We offer significant optionality, including bidirectional pipeline flow capabilities and strategically located storage assets, helping secure stable, uninterrupted supply. In addition, our operations team has extensive experience managing pipelines and a long-term proven track record of delivering reliable energy for our customers even during extreme weather events.
Building on our natural gas thing, our Hugh Brinson and Desert Southwest pipeline projects and our Bethel storage expansion project further establish our natural gas pipeline business as the leading option for customers seeking dependable natural gas supply. In addition to numerous opportunities in natural gas, we have one of the largest NGL businesses in the United States with more than 1.4 million barrels per day of NGL export capacity, and we are continuing to expand this business to meet the international demand. We also continue to evaluate projects to expand our crude oil pipeline network.
Our backlog of well contracted growth projects is expected to generate strong returns, enhance our integrated value chain and promote strong growth well into the future. We have a strong track record of organic growth, which has been enhanced by our long history of successful acquisitions. Each of these acquisitions have added strategic benefits and critical mass, providing the incremental opportunities for continued growth of our nationwide network.
This concludes our prepared remarks. Operator, please open the line up for our first question.
[Operator Instructions] Our first question comes from Theresa Chen of Barclays.
2. Question Answer
Good afternoon. On the gas to power front related to data centers, following up on your comments about being in advanced discussions with demand-pull customers. Can you provide more detail on the commercialization efforts to date? What are the gating factors at this point? What is your updated view on the size and scale of the set of opportunities and when can we expect to see more discrete announcements on this front?
Theresa, this is Mackie. Let me make -- usually, I'll make a statement at the end. I will make a quick statement, and then I'll answer your question, and it kind of rolls into that answer anyway. Since Kelcy started this over 25 years ago, our partnership, we started with a 10-inch pipeline that was idle, run to about 8 counties in East Texas, and we've grown to just a massive company through acquisitions and also through enormous organic projects throughout the U.S.
And as I sit here today, we look at the folks that are running our business, both in office and especially out in the field and we look at the adversity that we have unparalleled to any of our competitors by far, even with this challenged quarter that we had that we're certainly going to talk about, I've never been -- I'm sure [ body in here ] joins me is excited about where we sit and where the future is for our industry, but even more importantly, for this call for our partnerships. So we're very excited about that, and a lot of that drive comes to your question.

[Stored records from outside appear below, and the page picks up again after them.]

use std::fmt::{Display, Formatter};
use std::fs::{self, File};
use std::io::{self, BufWriter, Write};
use std::path::{Path, PathBuf};

use log::debug;
use rand::thread_rng;

use crate::colorapi::{ColorApiClient, ColorApiError};
use crate::conf::ini::Ini;
use crate::keygroups::Layer;
use crate::palettes::MAX_CHANNEL_SUM;
use crate::palettes::palette::Color;

pub mod ini;

const DEFAULT_CONF: &str = r"
[ColorAPI]
mode = analogic
fn mode = monochrome

[Logging]
level = warn

[Output]
path = -

[Palette]
minimum seed = 192

[Keys]
groups = letters numbers modifiers function arrows
line = [{key}]>[{red}][{green}][{blue}]
fn line = [fn {key}]>[{red}][{green}][{blue}]

[KeyGroup letters]
keys = q w e r t y u i o p a s d f g h j k l z x c v b n m

[KeyGroup numbers]
keys = tilde 1 2 3 4 5 6 7 8 9 0 hyphen equals

[KeyGroup modifiers]
keys = escape tab caps lshift lctrl lwin lalt lspace rspace ralt rwin rctrl rshift enter bspace

[KeyGroup function]
keys = f1 f2 f3 f4 f5 f6 f7 f8 f9 f10 f11 f12

[KeyGroup arrows]
keys = up down left right
";

/// Program configuration: built-in defaults overlaid with an optional
/// INI file. Also owns the color API client, built on first use.
pub struct Config {
	ini: Ini,
	client: Option<ColorApiClient>,
}

impl Config {
	pub fn new() -> Self {
		let ini = Ini::parse(DEFAULT_CONF).expect("built-in defaults must parse");
		Self { ini, client: None }
	}

	/// Builds a configuration from the defaults plus `explicit`, or plus the
	/// per-user configuration file when no explicit path is given. An
	/// explicit path must exist; the per-user file is optional.
	pub fn load(explicit: Option<&Path>) -> Result<Self, ConfigError> {
		let mut config = Self::new();
		match explicit {
			Some(path) => config.load_file(path)?,
			None => {
				if let Some(path) = Self::default_path() {
					if path.exists() {
						config.load_file(&path)?;
					}
				}
			}
		}
		Ok(config)
	}

	pub fn load_file(&mut self, path: &Path) -> Result<(), ConfigError> {
		let text = fs::read_to_string(path)
			.map_err(|source| ConfigError::Io { path: path.to_owned(), source })?;
		self.load_str(&text)?;
		debug!("loaded configuration from {}", path.display());
		Ok(())
	}

	pub fn load_str(&mut self, text: &str) -> Result<(), ConfigError> {
		self.ini.merge(Ini::parse(text)?);
		Ok(())
	}

	pub fn default_path() -> Option<PathBuf> {
		dirs::config_dir().map(|dir| dir.join("keyglow").join("config.ini"))
	}

	pub fn get(&self, section: &str, option: &str) -> Option<&str> {
		self.ini.get(section, option)
	}

	pub fn has_section(&self, section: &str) -> bool {
		self.ini.has_section(section)
	}

	/// Validates a minimum seed value: an integer in 0..=765.
	pub fn parse_minimum_seed(value: &str, section: &str) -> Result<u16, ConfigError> {
		let parsed = value.trim().parse::<u32>()
			.map_err(|_| ConfigError::option("minimum seed", section, "is not an integer"))?;
		if parsed > u32::from(MAX_CHANNEL_SUM) {
			return Err(ConfigError::option(
				"minimum seed",
				section,
				format!("is not in range 0-{MAX_CHANNEL_SUM}"),
			));
		}
		Ok(parsed as u16)
	}

	pub fn minimum_seed(&self) -> Result<u16, ConfigError> {
		let value = self.get("Palette", "minimum seed").expect("defaulted option");
		Self::parse_minimum_seed(value, "Palette")
	}

	/// Draws a random seed color at least as bright as `minimum_seed`, or as
	/// the configured minimum when no override is given.
	pub fn random_seed(&self, minimum_seed: Option<u16>) -> Result<Color, ConfigError> {
		let minimum_seed = match minimum_seed {
			Some(m) => m,
			None => self.minimum_seed()?,
		};
		Ok(Color::random_with_minimum(&mut thread_rng(), minimum_seed))
	}

	pub fn log_level(&self, cli_level: Option<log::LevelFilter>) -> Result<log::LevelFilter, ConfigError> {
		if let Some(level) = cli_level {
			return Ok(level);
		}
		let value = self.get("Logging", "level").expect("defaulted option");
		value.parse()
			.map_err(|_| ConfigError::option("level", "Logging", format!("unknown log level \"{value}\"")))
	}

	pub fn api_url(&self) -> &str {
		self.get("ColorAPI", "url").unwrap_or(ColorApiClient::URL)
	}

	/// Requests `count` colors grown from `seed` with the layer's configured
	/// generation mode. The client is built on the first request and reused.
	pub fn palette(&mut self, seed: Color, count: usize, layer: Layer) -> Result<Vec<Color>, ColorApiError> {
		let mode = self.get("ColorAPI", layer.mode_option()).expect("defaulted option").to_owned();
		if self.client.is_none() {
			self.client = Some(ColorApiClient::new(self.api_url()));
		}
		let client = self.client.as_ref().expect("client was just built");
		client.scheme(seed, count, &mode)
	}

	/// Resolves where palette lines go: the override if given, the
	/// configured path otherwise. `-` means standard output.
	pub fn output_target(&self, override_path: Option<&str>) -> OutputTarget {
		let path = override_path.unwrap_or_else(|| self.get("Output", "path").expect("defaulted option"));
		if path == "-" {
			OutputTarget::Stdout
		} else {
			OutputTarget::File(PathBuf::from(path))
		}
	}
}

impl Default for Config {
	fn default() -> Self {
		Self::new()
	}
}

#[derive(Clone, Debug, PartialEq, Eq)]
pub enum OutputTarget {
	Stdout,
	File(PathBuf),
}

impl OutputTarget {
	pub fn open(&self) -> io::Result<Box<dyn Write>> {
		match self {
			OutputTarget::Stdout => Ok(Box::new(io::stdout())),
			OutputTarget::File(path) => Ok(Box::new(BufWriter::new(File::create(path)?))),
		}
	}
}

impl Display for OutputTarget {
	fn fmt(&self, f: &mut Formatter<'_>) -> std::fmt::Result {
		match self {
			OutputTarget::Stdout => write!(f, "standard output"),
			OutputTarget::File(path) => write!(f, "{}", path.display()),
		}
	}
}

#[derive(Debug)]
pub enum ConfigError {
	Io { path: PathBuf, source: io::Error },
	Syntax { line: usize, msg: String },
	MissingSection { section: String },
	Option { option: String, section: String, msg: String },
	PaletteMismatch { expected: usize, received: usize },
}

impl ConfigError {
	pub(crate) fn option<M: Into<String>>(option: &str, section: &str, msg: M) -> Self {
		ConfigError::Option {
			option: option.to_owned(),
			section: section.to_owned(),
			msg: msg.into(),
		}
	}
}

impl Display for ConfigError {
	fn fmt(&self, f: &mut Formatter<'_>) -> std::fmt::Result {
		match self {
			ConfigError::Io { path, source } => write!(f, "{}: {source}", path.display()),
			ConfigError::Syntax { line, msg } => write!(f, "configuration line {line}: {msg}"),
			ConfigError::MissingSection { section } => write!(f, "configuration section [{section}] is missing"),
			ConfigError::Option { option, section, msg } => write!(f, "\"{option}\" from [{section}] {msg}"),
			ConfigError::PaletteMismatch { expected, received } => {
				write!(f, "palette has {received} colors but the key groups need {expected}")
			}
		}
	}
}

impl std::error::Error for ConfigError {
	fn source(&self) -> Option<&(dyn std::error::Error + 'static)> {
		match self {
			ConfigError::Io { source, .. } => Some(source),
			_ => None,
		}
	}
}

I've kind of been taking a ribbon for the last 3 months from these -- our guys saying don't say 4 to 6 weeks on something. So I'm going to be a little careful there. But I will say this. These data centers have come out of nowhere. It's a huge and enormously upside for companies like us that have big inch pipes all over the U.S. in very well-located areas for these types of projects, but they're different. And they're different in a couple of ways. One, these aren't a plant that cost $1 billion or $0.5 billion. These are $50 billion, $60 billion, $100 billion-type facilities that we're building to. So these things don't just happen overnight. It takes time. And even the announcement on the Desert Southwest, it took 3.5 years to develop that. So it has taken time. I, we are going to be more careful about what we say, but let's say this. I can't say this.

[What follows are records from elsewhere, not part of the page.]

use std::path::PathBuf;

use clap::Parser;
use const_format::formatcp;
use log::LevelFilter;

use keyglow_rs::palettes::MAX_CHANNEL_SUM;
use keyglow_rs::palettes::palette::Color;

const GIT_HASH: &str = env!("GIT_HASH");
const GIT_BRANCH: &str = env!("GIT_BRANCH");
const GIT_VERSION: &str = env!("GIT_VERSION");
const BUILD_DATE: &str = env!("BUILD_DATE");

const CLAP_VERSION: &str = formatcp!("{GIT_VERSION} [{GIT_BRANCH}, {GIT_HASH}, {BUILD_DATE}]");

#[derive(Parser, Debug, Clone)]
#[command(version = CLAP_VERSION, about = "Generates LED backlight palettes for the Kinesis Freestyle Edge")]
pub(crate) struct Cli {
	#[arg(short = 'C', long, help = "The configuration file. Defaults to keyglow/config.ini in the user configuration directory.")]
	pub configuration_file: Option<PathBuf>,

	#[arg(short = 'O', long, help = "The output file. Use - for standard output.")]
	pub output_file: Option<String>,

	#[arg(short = 'L', long, value_parser = parse_log_level, help = "Overrides the configured log level.")]
	pub log_level: Option<LevelFilter>,

	#[arg(value_parser = parse_seed, help = "A 6-digit hex seed color, or a minimum brightness between 0 and 765.")]
	pub seed: Option<SeedArg>,
}

#[derive(Clone, Copy, Debug)]
pub(crate) enum SeedArg {
	Minimum(u16),
	Hex(Color),
}

// a value in minimum brightness range always reads as one; everything else
// has to parse as a hex color
fn parse_seed(s: &str) -> Result<SeedArg, String> {
	if let Ok(minimum) = s.parse::<u32>() {
		if minimum <= u32::from(MAX_CHANNEL_SUM) {
			return Ok(SeedArg::Minimum(minimum as u16));
		}
	}

	match Color::from_hex(s) {
		Ok(color) => Ok(SeedArg::Hex(color)),
		Err(_) => Err(format!("\"{s}\" is not a hex color or a minimum brightness (0-{MAX_CHANNEL_SUM})")),
	}
}

fn parse_log_level(s: &str) -> Result<LevelFilter, String> {
	s.parse().map_err(|_| format!("unknown log level \"{s}\""))
}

Several months ago, we did sign our first kind of significant deal with a hyperscaler, a behind-the-meter hyperscaler here in Texas. It was 80,000 a day. We have recently, as of now, today increased that to 380,000 a day with the [ flex right ] to go to 475, maybe more upside from that from this one area in Texas. But it's just one of -- we've signed 3 deals now in Texas. We're very close to 2 more. We've signed very close to signing one pretty significant one outside. But I'm not saying that's 2, 3, 4, 5, 6 weeks, however long it takes. Every data center has different needs, different requirements, different supply sources, et cetera, et cetera. So it does take a while to put these together. This one came together fairly quickly in light of how excited we are about it. We're also excited about a lot of these others we're chasing.
So without making promises on new data center and/or a new power plant supporting data centers, any kind of predictions on weeks, just stay tuned. We're pretty excited about what we anticipate announcing over these coming quarters.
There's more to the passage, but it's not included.